A correlação entre alma e corpo explica como tudo o que é material ou


emanação do espiritual representa e representará sempre o espiritual de onde provém,
ressalta Baudelaire. Se um pintor paciente e minucioso, mas dotado de imaginação
medíocre, ao pintar uma cortesã do tempo presente inspira-se em uma cortesã dos
antigos, é mais provável que ele fará uma obra falsa, ambígua e obscura.

Toda justiça é forçosamente violada, toda harmonia destruída e sacrificada, e


muitas trivialidades assumem importância, muitos detalhes sem importância tornam-se
usurpadores. Quanto mais o artista se curva com imparcialidade sobre o detalhe, mais
aumenta a anarquia. Se for míope ou tiver a vista cansada, toda hierarquia e toda
subordinação desaparecem. É um acidente que aparece constantemente nas obras de um
de nossos pintores em voga, afirma Baudelaire, cujos defeitos, aliás, são tão bem
apropriados da multidão que contribuíram singularmente para sua popularidade.

Cada época possui sua graça particular. Pode-se aplicar a mesma observação às
profissões, ressalta Baudelaire: cada qual extrai sua beleza exterior das leis morais a que
está submetida. Em algumas, essa beleza será marcada pela energia; em outras, trará os
sinais visíveis do ócio. É como o emblema do caráter, a inscrição da fatalidade. O
militar, considerado em sua generalidade, tem sua beleza, como o dândi e a mulher
galante a têm, com um gosto essencialmente diferente, mas o dandismo não é sequer,
como parecem acreditar muitas pessoas sensatas, um amor desmesurado pela
indumentária e pela elegância física. Para o perfeito dândi, essas coisas são apenas um
símbolo da superioridade aristocrática de seu espírito. Por isso, a seus olhos ávidos por
distinção, a perfeição da indumentária consiste na simplicidade absoluta, simplicidade
que o militar igualmente tem por exercer atividades em conjunto com outras pessoas, o
que é a melhor maneira de se distinguir. O tipo de beleza do dândi consiste sobretudo no
ar frio que vem da inabalável resolução de não se emocionar, é como um fogo latente
que se deixa adivinhar, que poderia – mas não quer – se propagar. É o que essas
imagens expressam com perfeição, conclui Baudelaire a respeito do dandismo.

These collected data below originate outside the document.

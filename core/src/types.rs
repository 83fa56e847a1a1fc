//! Shared types for the Wallet Bridge.

use serde::{Deserialize, Serialize};
use std::collections::BTreeMap;

/// Dapp URL used when the host never configured one.
pub const DEFAULT_DAPP_URL: &str = "https://novastera.com";

/// Dapp name reported to the wallet.
pub const DEFAULT_DAPP_NAME: &str = "Nitro MetaMask Connector";

/// Bridge configuration.
///
/// Two configurations are equal when both the dapp URL and the deep link
/// scheme match; any difference invalidates the current wallet client.
#[derive(Debug, Clone, PartialEq, Eq, Serialize, Deserialize)]
#[serde(rename_all = "camelCase", default)]
pub struct Configuration {
    /// A valid HTTP/HTTPS URL identifying the dapp to the wallet.
    pub dapp_url: String,
    /// Scheme used to return to the host app. `None` means auto-detect.
    pub deep_link_scheme: Option<String>,
}

impl Configuration {
    /// Build a configuration, applying defaults for absent values.
    ///
    /// An empty scheme is treated as absent.
    pub fn new(dapp_url: Option<String>, deep_link_scheme: Option<String>) -> Self {
        Self {
            dapp_url: dapp_url.unwrap_or_else(|| DEFAULT_DAPP_URL.to_string()),
            deep_link_scheme: deep_link_scheme.filter(|scheme| !scheme.is_empty()),
        }
    }
}

impl Default for Configuration {
    fn default() -> Self {
        Self::new(None, None)
    }
}

/// Dapp identity handed to the wallet SDK when a client is built.
#[derive(Debug, Clone, PartialEq, Eq, Serialize, Deserialize)]
pub struct DappMetadata {
    pub name: String,
    pub url: String,
}

/// Pass-through options for the wallet SDK.
#[derive(Debug, Clone, Default, PartialEq, Eq, Serialize, Deserialize)]
#[serde(rename_all = "camelCase", default)]
pub struct SdkOptions {
    pub infura_api_key: Option<String>,
    /// Chain id (hex string) to read-only RPC URL.
    pub readonly_rpc_map: Option<BTreeMap<String, String>>,
}

/// Options fixed for the lifetime of a session.
#[derive(Debug, Clone, PartialEq, Eq, Serialize, Deserialize)]
#[serde(rename_all = "camelCase", default)]
pub struct SessionOptions {
    pub dapp_name: String,
    pub sdk: SdkOptions,
}

impl Default for SessionOptions {
    fn default() -> Self {
        Self {
            dapp_name: DEFAULT_DAPP_NAME.to_string(),
            sdk: SdkOptions::default(),
        }
    }
}

/// Everything the wallet SDK needs to build a client.
#[derive(Debug, Clone, PartialEq, Eq)]
pub struct ClientSpec {
    pub metadata: DappMetadata,
    pub options: SdkOptions,
    pub deep_link_scheme: Option<String>,
}

/// Position of a session in its connect/sign state machine.
#[derive(Debug, Clone, Copy, PartialEq, Eq, Serialize, Deserialize)]
#[serde(rename_all = "lowercase")]
pub enum SessionPhase {
    Disconnected,
    Connecting,
    Connected,
    Signing,
}

impl std::fmt::Display for SessionPhase {
    fn fmt(&self, f: &mut std::fmt::Formatter<'_>) -> std::fmt::Result {
        match self {
            SessionPhase::Disconnected => write!(f, "disconnected"),
            SessionPhase::Connecting => write!(f, "connecting"),
            SessionPhase::Connected => write!(f, "connected"),
            SessionPhase::Signing => write!(f, "signing"),
        }
    }
}

/// Live projection of the wallet client's account state.
///
/// Re-read from the client on every query, never cached.
#[derive(Debug, Clone, Default, PartialEq, Eq, Serialize, Deserialize)]
#[serde(rename_all = "camelCase")]
pub struct SessionState {
    pub address: Option<String>,
    pub chain_id: Option<i64>,
}

/// Result of a successful `connect`.
#[derive(Debug, Clone, PartialEq, Eq, Serialize, Deserialize)]
#[serde(rename_all = "camelCase")]
pub struct ConnectResult {
    pub address: String,
    pub chain_id: i64,
}

/// Result of a successful combined connect+sign.
#[derive(Debug, Clone, PartialEq, Eq, Serialize, Deserialize)]
#[serde(rename_all = "camelCase")]
pub struct ConnectSignResult {
    pub signature: String,
    pub address: String,
    pub chain_id: i64,
}

#[cfg(test)]
mod tests {
    use super::*;

    #[test]
    fn defaults_apply_when_absent() {
        let config = Configuration::new(None, Some(String::new()));
        assert_eq!(config.dapp_url, DEFAULT_DAPP_URL);
        assert_eq!(config.deep_link_scheme, None);
    }

    #[test]
    fn configuration_deserializes_from_partial_json() {
        let config: Configuration =
            serde_json::from_str(r#"{"deepLinkScheme":"myapp"}"#).unwrap();
        assert_eq!(config.dapp_url, DEFAULT_DAPP_URL);
        assert_eq!(config.deep_link_scheme.as_deref(), Some("myapp"));
    }
}
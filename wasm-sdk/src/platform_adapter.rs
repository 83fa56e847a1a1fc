//! JavaScript platform adapter for WASM.
//!
//! Exposes the host's app identity and link routing to the core library.
//! Both introspection functions must be synchronous; URL opening falls back
//! to `window.location` when the host does not provide one.

use crate::error::describe_js_error;
use js_sys::{Function, Promise};
use serde::de::DeserializeOwned;
use std::sync::Arc;
use wallet_bridge_core::{Error, LinkHandler, NavigationFlags, Platform, UiTask};
use wasm_bindgen::prelude::*;

/// JavaScript platform provider passed from TypeScript.
///
/// # Example (TypeScript)
///
/// ```typescript
/// const platform = new JsPlatformProvider(
///     'com.example.app',
///     () => [{ package: 'com.example.app', schemes: ['myapp'], hosts: ['mmsdk'], browsable: true }],
///     (uri) => ['com.example.app'],
///     (uri, flags) => Linking.openURL(uri),
/// );
/// ```
#[wasm_bindgen]
pub struct JsPlatformProvider {
    package_name: String,
    link_handlers_fn: Function,
    packages_handling_fn: Function,
    open_url_fn: Option<Function>,
}

#[wasm_bindgen]
impl JsPlatformProvider {
    /// Create a new JsPlatformProvider from JavaScript callbacks.
    ///
    /// # Arguments
    /// * `package_name` - The host app's package / bundle id
    /// * `link_handlers_fn` - Function: `() => LinkHandler[]`
    /// * `packages_handling_fn` - Function: `(uri: string) => string[]`
    /// * `open_url_fn` - Optional function: `(uri: string, flags: NavigationFlags) => void`
    #[wasm_bindgen(constructor)]
    pub fn new(
        package_name: String,
        link_handlers_fn: Function,
        packages_handling_fn: Function,
        open_url_fn: Option<Function>,
    ) -> Self {
        Self {
            package_name,
            link_handlers_fn,
            packages_handling_fn,
            open_url_fn,
        }
    }
}

/// Internal adapter that implements the core Platform trait using JS
/// callbacks.
pub struct JsPlatformAdapter {
    provider: JsPlatformProvider,
}

impl JsPlatformAdapter {
    pub fn new(provider: JsPlatformProvider) -> Arc<Self> {
        Arc::new(Self { provider })
    }
}

fn read_sync<T: DeserializeOwned>(name: &str, value: JsValue) -> wallet_bridge_core::Result<T> {
    if value.is_instance_of::<Promise>() {
        return Err(Error::Configuration(format!("{name} must return synchronously")));
    }
    serde_wasm_bindgen::from_value(value)
        .map_err(|e| Error::Format(format!("Invalid {name} result: {e}")))
}

impl Platform for JsPlatformAdapter {
    fn package_name(&self) -> String {
        self.provider.package_name.clone()
    }

    fn link_handlers(&self) -> wallet_bridge_core::Result<Vec<LinkHandler>> {
        let value = self
            .provider
            .link_handlers_fn
            .call0(&JsValue::NULL)
            .map_err(|e| Error::Other(format!("linkHandlers failed: {}", describe_js_error(&e))))?;
        read_sync("linkHandlers", value)
    }

    fn packages_handling(&self, uri: &str) -> wallet_bridge_core::Result<Vec<String>> {
        let value = self
            .provider
            .packages_handling_fn
            .call1(&JsValue::NULL, &JsValue::from_str(uri))
            .map_err(|e| {
                Error::Other(format!("packagesHandling failed: {}", describe_js_error(&e)))
            })?;
        read_sync("packagesHandling", value)
    }

    fn open_url(&self, uri: &str, flags: NavigationFlags) -> wallet_bridge_core::Result<()> {
        if let Some(open) = &self.provider.open_url_fn {
            let flags = crate::to_js_value(&flags)
                .map_err(|e| Error::Format(describe_js_error(&e)))?;
            open.call2(&JsValue::NULL, &JsValue::from_str(uri), &flags)
                .map_err(|e| Error::Other(format!("openUrl failed: {}", describe_js_error(&e))))?;
            return Ok(());
        }

        let window = web_sys::window()
            .ok_or_else(|| Error::Configuration("no window to open URL in".into()))?;
        window
            .location()
            .assign(uri)
            .map_err(|e| Error::Other(format!("Failed to open {uri}: {}", describe_js_error(&e))))
    }

    fn dispatch_to_ui(&self, task: UiTask) -> wallet_bridge_core::Result<()> {
        // The JS event loop is the UI thread.
        wasm_bindgen_futures::spawn_local(async move { task() });
        Ok(())
    }
}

Baudelaire trata, no capítulo subsequente do ensaio, da feminilidade e do ser


feminino, ser que é, para a maioria dos homens, a fonte dos mais vivos e duradouros
prazeres e em benefício do qual tendem todos seus esforços, um “ser terrível e
incomunicável como Deus”. A mulher, numa palavra, não é somente para o artista em
geral a fêmea do homem: é antes disso uma divindade, um astro que preside todas as
concepções do cérebro masculino, a reverberação de todos os encantos da natureza
condensados num único ser. É, também, o objeto da admiração e da curiosidade mais
viva que o quadro da vida pode oferecer ao contemplador. Tudo que adorna a mulher,
tudo que serve para realçar sua beleza, faz parte dela própria, ressalta Baudelaire.

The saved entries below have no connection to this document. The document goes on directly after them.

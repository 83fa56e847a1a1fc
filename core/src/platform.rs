//! Host platform hooks.
//!
//! Everything the bridge needs from the operating system goes through
//! [`Platform`]: URL-handler introspection for deep link detection, opening a
//! URL back into the host app, and scheduling work on the UI thread.

use crate::error::{Error, Result};
use crate::sdk::MaybeSendSync;
use serde::{Deserialize, Serialize};
use std::sync::{Arc, PoisonError, RwLock};

/// A task to run on the UI-affine execution context.
///
/// On WASM targets tasks don't need to be `Send` since JavaScript is
/// single-threaded.
#[cfg(target_arch = "wasm32")]
pub type UiTask = Box<dyn FnOnce() + 'static>;

#[cfg(not(target_arch = "wasm32"))]
pub type UiTask = Box<dyn FnOnce() + Send + 'static>;

/// A registered URL handler (an Android intent filter or an iOS URL type).
#[derive(Debug, Clone, Default, PartialEq, Eq, Serialize, Deserialize)]
#[serde(rename_all = "camelCase", default)]
pub struct LinkHandler {
    /// Package / bundle id owning the handler.
    pub package: String,
    /// Activity or scene name, for diagnostics only.
    pub component: Option<String>,
    pub schemes: Vec<String>,
    /// Hosts (authorities) the handler accepts.
    pub hosts: Vec<String>,
    /// Whether the handler accepts VIEW + BROWSABLE navigation.
    pub browsable: bool,
}

/// How a self-targeted navigation treats the existing task.
#[derive(Debug, Clone, Copy, Default, PartialEq, Eq, Serialize, Deserialize)]
#[serde(rename_all = "camelCase")]
pub struct NavigationFlags {
    pub new_task: bool,
    pub clear_top: bool,
    pub single_top: bool,
}

impl NavigationFlags {
    /// Bring the existing task forward instead of spawning a new one.
    pub fn reuse_task() -> Self {
        Self {
            new_task: true,
            clear_top: true,
            single_top: true,
        }
    }
}

/// Platform resource handle supplied by the host.
pub trait Platform: MaybeSendSync {
    /// Package name / bundle id of the host app.
    fn package_name(&self) -> String;

    /// All URL handlers that accept VIEW navigation on this device.
    fn link_handlers(&self) -> Result<Vec<LinkHandler>>;

    /// Packages that would handle a navigation to `uri`.
    fn packages_handling(&self, uri: &str) -> Result<Vec<String>>;

    /// Open `uri`, restricted to the host app.
    fn open_url(&self, uri: &str, flags: NavigationFlags) -> Result<()>;

    /// Schedule `task` on the UI thread. Must not run it inline on a
    /// background thread.
    fn dispatch_to_ui(&self, task: UiTask) -> Result<()>;
}

/// Late-bound holder for the platform handle.
///
/// Hosts usually learn about their application context after the bridge
/// object exists, so the handle is attached separately and checked when the
/// first wallet client is built.
#[derive(Default)]
pub struct ContextHolder {
    platform: RwLock<Option<Arc<dyn Platform>>>,
}

impl ContextHolder {
    pub fn new() -> Self {
        Self::default()
    }

    /// Attach (or replace) the platform handle.
    pub fn initialize(&self, platform: Arc<dyn Platform>) {
        let mut slot = self.platform.write().unwrap_or_else(PoisonError::into_inner);
        *slot = Some(platform);
    }

    pub fn is_initialized(&self) -> bool {
        self.platform
            .read()
            .unwrap_or_else(PoisonError::into_inner)
            .is_some()
    }

    /// Get the platform handle, failing fast if the host never supplied one.
    pub fn get(&self) -> Result<Arc<dyn Platform>> {
        self.platform
            .read()
            .unwrap_or_else(PoisonError::into_inner)
            .clone()
            .ok_or_else(|| {
                Error::Configuration(
                    "platform context not initialized. Attach it before the first wallet operation"
                        .to_string(),
                )
            })
    }
}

A moda deve ser considerada um sintoma do gosto pelo ideal, que flutua no
cérebro humano acima de tudo o que a vida natural nele acumula de grosseiro, terrestre
e imundo, como uma deformação sublime da natureza. Assim, podemos observar que
todas as modas são encantadoras, cada uma sendo um esforço novo, mais ou menos
bem-sucedido, em direção ao belo, uma aproximação qualquer a um ideal cujo desejo
lisonjeia o espírito humano insatisfeito.

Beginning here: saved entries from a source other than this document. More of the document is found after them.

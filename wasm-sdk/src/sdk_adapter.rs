//! JavaScript wallet SDK adapter for WASM.
//!
//! This module bridges a JavaScript wallet SDK object (e.g. the MetaMask JS
//! SDK's provider wrapped by the host) to the core `WalletSdk`/`WalletClient`
//! traits. Client methods may take a trailing callback, return a Promise, or
//! return the result directly; all of these resolve the same single-use
//! `SdkCallback`.

use crate::error::describe_js_error;
use js_sys::{Array, Function, Promise, Reflect};
use serde::Serialize;
use std::collections::BTreeMap;
use std::sync::Arc;
use wallet_bridge_core::{
    ClientSpec, Platform, SdkCallback, SdkError, SdkResult, SignRequest, WalletClient, WalletSdk,
};
use wasm_bindgen::prelude::*;
use wasm_bindgen_futures::JsFuture;

/// JavaScript wallet SDK factory passed from TypeScript.
///
/// # Example (TypeScript)
///
/// ```typescript
/// const sdk = new JsWalletSdkProvider((spec) => {
///     const client = new MetaMaskSDK({ dappMetadata: { name: spec.name, url: spec.url } });
///     return {
///         connect: (cb) => client.connect().then(
///             (accounts) => cb({ type: 'item', value: JSON.stringify(accounts) }),
///             (e) => cb({ type: 'error', value: { message: e.message, code: e.code } })),
///         sendRequest: (req, cb) => client.getProvider().request(req).then(
///             (sig) => cb({ type: 'item', value: sig }),
///             (e) => cb({ type: 'error', value: { message: e.message } })),
///         connectAndSign: (msg, cb) => client.connectAndSign({ msg }).then(
///             (sig) => cb({ type: 'item', value: sig })),
///         getEthAccounts: (cb) => ...,
///         getChainId: (cb) => ...,
///         get account() { return client.getProvider().getSelectedAddress(); },
///         get chainId() { return client.getProvider().getChainId(); },
///     };
/// });
/// ```
#[wasm_bindgen]
pub struct JsWalletSdkProvider {
    create_client_fn: Function,
}

#[wasm_bindgen]
impl JsWalletSdkProvider {
    /// Create a new JsWalletSdkProvider from a JavaScript factory.
    ///
    /// # Arguments
    /// * `create_client_fn` - Function: `(spec: ClientSpec) => WalletClient`
    #[wasm_bindgen(constructor)]
    pub fn new(create_client_fn: Function) -> Self {
        Self { create_client_fn }
    }
}

/// Client spec as seen by the JavaScript factory.
#[derive(Serialize)]
#[serde(rename_all = "camelCase")]
struct JsClientSpec<'a> {
    name: &'a str,
    url: &'a str,
    infura_api_key: Option<&'a str>,
    readonly_rpc_map: Option<&'a BTreeMap<String, String>>,
    deep_link_scheme: Option<&'a str>,
}

impl<'a> From<&'a ClientSpec> for JsClientSpec<'a> {
    fn from(spec: &'a ClientSpec) -> Self {
        Self {
            name: &spec.metadata.name,
            url: &spec.metadata.url,
            infura_api_key: spec.options.infura_api_key.as_deref(),
            readonly_rpc_map: spec.options.readonly_rpc_map.as_ref(),
            deep_link_scheme: spec.deep_link_scheme.as_deref(),
        }
    }
}

/// Internal adapter that implements the core WalletSdk trait using the JS
/// factory.
pub struct JsWalletSdkAdapter {
    provider: JsWalletSdkProvider,
}

impl JsWalletSdkAdapter {
    /// Create a new adapter wrapping a JsWalletSdkProvider.
    pub fn new(provider: JsWalletSdkProvider) -> Self {
        Self { provider }
    }
}

impl WalletSdk for JsWalletSdkAdapter {
    fn create_client(
        &self,
        _platform: &dyn Platform,
        spec: &ClientSpec,
    ) -> wallet_bridge_core::Result<Arc<dyn WalletClient>> {
        let spec_js = crate::to_js_value(&JsClientSpec::from(spec)).map_err(|e| {
            wallet_bridge_core::Error::Other(format!(
                "Failed to serialize client spec: {}",
                describe_js_error(&e)
            ))
        })?;

        let client = self
            .provider
            .create_client_fn
            .call1(&JsValue::NULL, &spec_js)
            .map_err(|e| {
                wallet_bridge_core::Error::Other(format!(
                    "Failed to create wallet client: {}",
                    describe_js_error(&e)
                ))
            })?;

        if !client.is_object() {
            return Err(wallet_bridge_core::Error::Other(
                "Expected an object from create_client".into(),
            ));
        }

        Ok(Arc::new(JsWalletClient { inner: client }))
    }
}

/// A JavaScript wallet client object.
pub struct JsWalletClient {
    inner: JsValue,
}

impl JsWalletClient {
    fn method(&self, name: &str) -> Result<Function, JsValue> {
        Reflect::get(&self.inner, &JsValue::from_str(name))?
            .dyn_into::<Function>()
            .map_err(|_| JsValue::from_str(&format!("wallet client has no {name}() method")))
    }

    fn property(&self, name: &str) -> Option<String> {
        let value = Reflect::get(&self.inner, &JsValue::from_str(name)).ok()?;
        if value.is_null() || value.is_undefined() {
            return None;
        }
        value
            .as_string()
            .or_else(|| value.as_f64().map(|n| format!("{}", n as i64)))
    }

    fn set_property(&self, setter: &str, property: &str, value: &str) {
        let value = JsValue::from_str(value);
        let result = match self.method(setter) {
            Ok(f) => f.call1(&self.inner, &value).map(|_| ()),
            Err(_) => Reflect::set(&self.inner, &JsValue::from_str(property), &value).map(|_| ()),
        };
        if let Err(e) = result {
            log::warn!("Failed to update {property}: {}", describe_js_error(&e));
        }
    }

    /// Call `name(...args, callback)` and route its outcome to `callback`.
    ///
    /// A returned Promise is awaited as well and any other non-undefined return
    /// value is taken as the result; whichever arrives first wins.
    fn call_with_callback(&self, name: &str, args: &[JsValue], callback: SdkCallback) {
        let js_callback = {
            let callback = callback.clone();
            Closure::<dyn FnMut(JsValue)>::new(move |value: JsValue| {
                callback.resolve(result_from_js(value));
            })
            .into_js_value()
        };

        let outcome = self.method(name).and_then(|f| {
            let argv: Array = args.iter().collect();
            argv.push(&js_callback);
            f.apply(&self.inner, &argv)
        });

        match outcome {
            Err(e) => callback.resolve(SdkResult::error(format!(
                "{name} failed: {}",
                describe_js_error(&e)
            ))),
            Ok(returned) if returned.is_undefined() => {}
            Ok(returned) => match returned.dyn_into::<Promise>() {
                Ok(promise) => wasm_bindgen_futures::spawn_local(async move {
                    match JsFuture::from(promise).await {
                        Ok(value) if value.is_undefined() => {}
                        Ok(value) => callback.resolve(result_from_js(value)),
                        Err(e) => callback.resolve(error_from_js(&e)),
                    }
                }),
                Err(value) => callback.resolve(result_from_js(value)),
            },
        }
    }
}

impl WalletClient for JsWalletClient {
    fn connect(&self, callback: SdkCallback) {
        self.call_with_callback("connect", &[], callback);
    }

    fn send_request(&self, request: SignRequest, callback: SdkCallback) {
        match crate::to_js_value(&request) {
            Ok(request) => self.call_with_callback("sendRequest", &[request], callback),
            Err(e) => callback.resolve(SdkResult::error(format!(
                "Failed to serialize request: {}",
                describe_js_error(&e)
            ))),
        }
    }

    fn connect_and_sign(&self, message: String, callback: SdkCallback) {
        self.call_with_callback("connectAndSign", &[JsValue::from_str(&message)], callback);
    }

    fn get_eth_accounts(&self, callback: SdkCallback) {
        self.call_with_callback("getEthAccounts", &[], callback);
    }

    fn get_chain_id(&self, callback: SdkCallback) {
        self.call_with_callback("getChainId", &[], callback);
    }

    fn selected_address(&self) -> Option<String> {
        self.property("account")
            .or_else(|| self.property("selectedAddress"))
    }

    fn chain_id(&self) -> Option<String> {
        self.property("chainId")
    }

    fn update_account(&self, address: &str) {
        self.set_property("updateAccount", "account", address);
    }

    fn update_chain_id(&self, chain_id: &str) {
        self.set_property("updateChainId", "chainId", chain_id);
    }
}

/// Interpret a value handed to a client callback.
///
/// Tagged objects (`{type, value}`) are taken as-is, flat error objects are
/// read field by field, and anything else is classified by its JavaScript
/// shape.
fn result_from_js(value: JsValue) -> SdkResult {
    // Flat error objects: `{type: "error", message, code}`.
    let field = |name: &str| Reflect::get(&value, &JsValue::from_str(name)).ok();
    let tag = field("type").and_then(|t| t.as_string());
    let has_value = field("value").is_some_and(|v| !v.is_undefined());
    if tag.as_deref() == Some("error") && !has_value {
        return error_from_js(&value);
    }

    if let Ok(result) = serde_wasm_bindgen::from_value::<SdkResult>(value.clone()) {
        return result;
    }

    match serde_wasm_bindgen::from_value::<serde_json::Value>(value) {
        Ok(serde_json::Value::Object(map)) => SdkResult::ItemMap(map),
        Ok(serde_json::Value::Array(items)) => {
            let strings: Option<Vec<String>> = items
                .iter()
                .map(|item| item.as_str().map(str::to_string))
                .collect();
            match strings {
                Some(strings) => SdkResult::Items(strings),
                None => SdkResult::Item(serde_json::Value::Array(items)),
            }
        }
        Ok(other) => SdkResult::Item(other),
        Err(e) => SdkResult::error(format!("Unreadable wallet result: {e}")),
    }
}

fn error_from_js(value: &JsValue) -> SdkResult {
    let code = Reflect::get(value, &JsValue::from_str("code"))
        .ok()
        .and_then(|c| c.as_f64())
        .map(|c| c as i64);

    SdkResult::Error(SdkError {
        code,
        message: Some(describe_js_error(value)),
    })
}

Baudelaire encerra a obra falando de C. G., sigla que aparece desde o início. O
crítico afirma que C. G. (Constantin Guys) tem um mérito profundo que lhe é peculiar,
e que ele teria voluntariamente desempenhado uma função que outros artistas
desdenharam (e que cabia sobretudo a um homem do mundo preencher). C. G., segundo
Baudelaire, buscou por toda parte a beleza passageira e fugaz da vida presente, o caráter
daquilo que o leitor lhe permite chamar de Modernidade. Frequentemente estranho,
violento e excessivo, mas sempre poético, ele soube concentrar em seus desenhos o
sabor amargo ou capitoso do vinho da vida, diz Baudelaire.